Nature recovery and climate resilience
Thriving environment
Adur & Worthing Councils are committed to stewarding, protecting and improving the environment. Restoring natural habitats will increase biodiversity and enhance our ability to withstand and adapt to a changing climate. Working with the local community and collaborating with partners, we are taking action.
What is nature recovery and climate resilience?
The value of nature is clearer than ever. It is fundamental to our health and wellbeing, is the foundation of a productive economy and provides us with attractive neighbourhoods and access to green spaces we can enjoy.
The UK is one of the most nature-depleted countries in the world. Helping to restore nature can bring multiple benefits for wildlife, for people and for our economy.
Nature recovery is all about how we restore habitats, increase biodiversity, protect wildlife and combat climate change through collective action. Climate resilience is about successfully coping with and managing the impacts of climate change while preventing those impacts from growing worse.
Our strengthened biodiversity duty
The Environment Act 2021 introduced a strengthened ‘biodiversity duty’ which requires all public authorities in England to consider what they can do to conserve and enhance biodiversity. Below are the first considerations of biodiversity actions for each council:
- Adur's biodiversity duty - First consideration (125KB)

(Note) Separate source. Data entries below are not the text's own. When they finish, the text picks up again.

// Copyright (c) James Kassemi, SC, US. All rights reserved.

//! Value types shared by the ledger, the broadcast channel and the HTTP surface.

use std::{fmt, str::FromStr};

use serde::{Deserialize, Serialize};
use thiserror::Error;

/// Number of shared counters in the tally.
pub const COUNTER_COUNT: usize = 3;

/// Votes-remaining value reported to privileged callers, who are not metered.
pub const UNLIMITED_VOTES: u32 = 999;

#[derive(Debug, Clone, PartialEq, Eq, Error)]
pub enum ValueError {
    #[error("invalid counter id {value}; expected 1, 2, or 3")]
    InvalidCounter { value: i64 },
    #[error("invalid delta {value}; expected 1 or -1")]
    InvalidDelta { value: i64 },
    #[error("unknown team '{value}'")]
    UnknownTeam { value: String },
    #[error("unknown reset scope '{value}'")]
    UnknownResetScope { value: String },
}

/// One of the three shared counters, numbered 1..=3 on the wire.
#[derive(Debug, Clone, Copy, PartialEq, Eq, Hash, PartialOrd, Ord)]
pub struct CounterId(u8);

impl CounterId {
    pub const ALL: [CounterId; COUNTER_COUNT] = [CounterId(1), CounterId(2), CounterId(3)];

    pub fn get(self) -> u8 {
        self.0
    }

    /// Zero-based position inside a [`Counters`] array.
    pub fn index(self) -> usize {
        (self.0 - 1) as usize
    }
}

impl TryFrom<i64> for CounterId {
    type Error = ValueError;

    fn try_from(value: i64) -> Result<Self, Self::Error> {
        match value {
            1..=3 => Ok(CounterId(value as u8)),
            _ => Err(ValueError::InvalidCounter { value }),
        }
    }
}

impl fmt::Display for CounterId {
    fn fmt(&self, f: &mut fmt::Formatter<'_>) -> fmt::Result {
        write!(f, "{}", self.0)
    }
}

impl Serialize for CounterId {
    fn serialize<S: serde::Serializer>(&self, serializer: S) -> Result<S::Ok, S::Error> {
        serializer.serialize_u8(self.0)
    }
}

impl<'de> Deserialize<'de> for CounterId {
    fn deserialize<D: serde::Deserializer<'de>>(deserializer: D) -> Result<Self, D::Error> {
        let raw = i64::deserialize(deserializer)?;
        CounterId::try_from(raw).map_err(serde::de::Error::custom)
    }
}

/// A single vote step; counters only ever move by one unit.
#[derive(Debug, Clone, Copy, PartialEq, Eq, Hash)]
pub enum VoteDelta {
    Up,
    Down,
}

impl VoteDelta {
    pub fn as_i64(self) -> i64 {
        match self {
            VoteDelta::Up => 1,
            VoteDelta::Down => -1,
        }
    }
}

impl TryFrom<i64> for VoteDelta {
    type Error = ValueError;

    fn try_from(value: i64) -> Result<Self, Self::Error> {
        match value {
            1 => Ok(VoteDelta::Up),
            -1 => Ok(VoteDelta::Down),
            _ => Err(ValueError::InvalidDelta { value }),
        }
    }
}

impl Serialize for VoteDelta {
    fn serialize<S: serde::Serializer>(&self, serializer: S) -> Result<S::Ok, S::Error> {
        serializer.serialize_i64(self.as_i64())
    }
}

impl<'de> Deserialize<'de> for VoteDelta {
    fn deserialize<D: serde::Deserializer<'de>>(deserializer: D) -> Result<Self, D::Error> {
        let raw = i64::deserialize(deserializer)?;
        VoteDelta::try_from(raw).map_err(serde::de::Error::custom)
    }
}

/// Permanent faction a participant is bound to on their first vote.
#[derive(Debug, Clone, Copy, PartialEq, Eq, Hash, Serialize, Deserialize)]
pub enum Team {
    A,
    B,
}

impl Team {
    pub const ALL: [Team; 2] = [Team::A, Team::B];

    pub fn as_str(self) -> &'static str {
        match self {
            Team::A => "A",
            Team::B => "B",
        }
    }
}

impl fmt::Display for Team {
    fn fmt(&self, f: &mut fmt::Formatter<'_>) -> fmt::Result {
        f.write_str(self.as_str())
    }
}

impl FromStr for Team {
    type Err = ValueError;

    fn from_str(value: &str) -> Result<Self, Self::Err> {
        match value {
            "A" => Ok(Team::A),
            "B" => Ok(Team::B),
            other => Err(ValueError::UnknownTeam {
                value: other.to_string(),
            }),
        }
    }
}

/// Opaque per-participant token. Carries no personal data and is never
/// written into anything that gets broadcast.
#[derive(Debug, Clone, PartialEq, Eq, Hash)]
pub struct Identity(String);

impl Identity {
    pub fn new(value: impl Into<String>) -> Self {
        Self(value.into())
    }

    pub fn as_str(&self) -> &str {
        &self.0
    }
}

impl fmt::Display for Identity {
    fn fmt(&self, f: &mut fmt::Formatter<'_>) -> fmt::Result {
        f.write_str(&self.0)
    }
}

/// Values of the three shared counters, in counter-id order.
#[derive(Debug, Clone, Copy, Default, PartialEq, Eq, Serialize, Deserialize)]
#[serde(transparent)]
pub struct Counters(pub [i64; COUNTER_COUNT]);

impl Counters {
    pub const ZERO: Counters = Counters([0; COUNTER_COUNT]);

    pub fn get(&self, id: CounterId) -> i64 {
        self.0[id.index()]
    }

    /// Derived on every call; never stored.
    pub fn team_score(&self) -> i64 {
        self.0.iter().sum()
    }
}

/// Public record of the most recent vote. Deliberately has no identity or
/// address field.
#[derive(Debug, Clone, Copy, PartialEq, Eq, Serialize, Deserialize)]
#[serde(rename_all = "camelCase")]
pub struct LastVote {
    pub counter_id: CounterId,
    pub delta: VoteDelta,
    pub team: Team,
    /// Unix milliseconds.
    pub timestamp: i64,
}

/// Authoritative state as seen by one participant.
#[derive(Debug, Clone, Copy, PartialEq, Eq, Serialize)]
#[serde(rename_all = "camelCase")]
pub struct LedgerState {
    pub counters: Counters,
    pub team_score: i64,
    pub votes_remaining: u32,
}

/// Result of an admitted vote.
#[derive(Debug, Clone, Copy, PartialEq, Eq, Serialize)]
#[serde(rename_all = "camelCase")]
pub struct VoteReceipt {
    pub counters: Counters,
    pub team_score: i64,
    pub team: Team,
    pub votes_remaining: u32,
}

/// Privileged reset scopes.
#[derive(Debug, Clone, Copy, PartialEq, Eq, Hash)]
pub enum ResetScope {
    Counters,
    Votes,
    All,
}

impl ResetScope {
    pub fn as_str(self) -> &'static str {
        match self {
            ResetScope::Counters => "counters",
            ResetScope::Votes => "votes",
            ResetScope::All => "all",
        }
    }
}

impl fmt::Display for ResetScope {
    fn fmt(&self, f: &mut fmt::Formatter<'_>) -> fmt::Result {
        f.write_str(self.as_str())
    }
}

impl FromStr for ResetScope {
    type Err = ValueError;

    fn from_str(value: &str) -> Result<Self, Self::Err> {
        match value {
            "counters" => Ok(ResetScope::Counters),
            "votes" => Ok(ResetScope::Votes),
            "all" => Ok(ResetScope::All),
            other => Err(ValueError::UnknownResetScope {
                value: other.to_string(),
            }),
        }
    }
}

- Worthing's biodiversity duty - First consideration (120KB)
Our actions
We work in close partnership with a wide range of local, regional and national organisations and experts to progress nature recovery across the area. Projects include:
- Adur River landscape recovery project - on the Adur River Recovery website
- saltmarsh and intertidal creation at Pad Farm (Shoreham/Lancing - Adur)
- chalk grassland restoration at Cissbury Fields (Findon - Worthing)
- meadow habitat creation at New Salts Farm (Shoreham/Lancing - Adur)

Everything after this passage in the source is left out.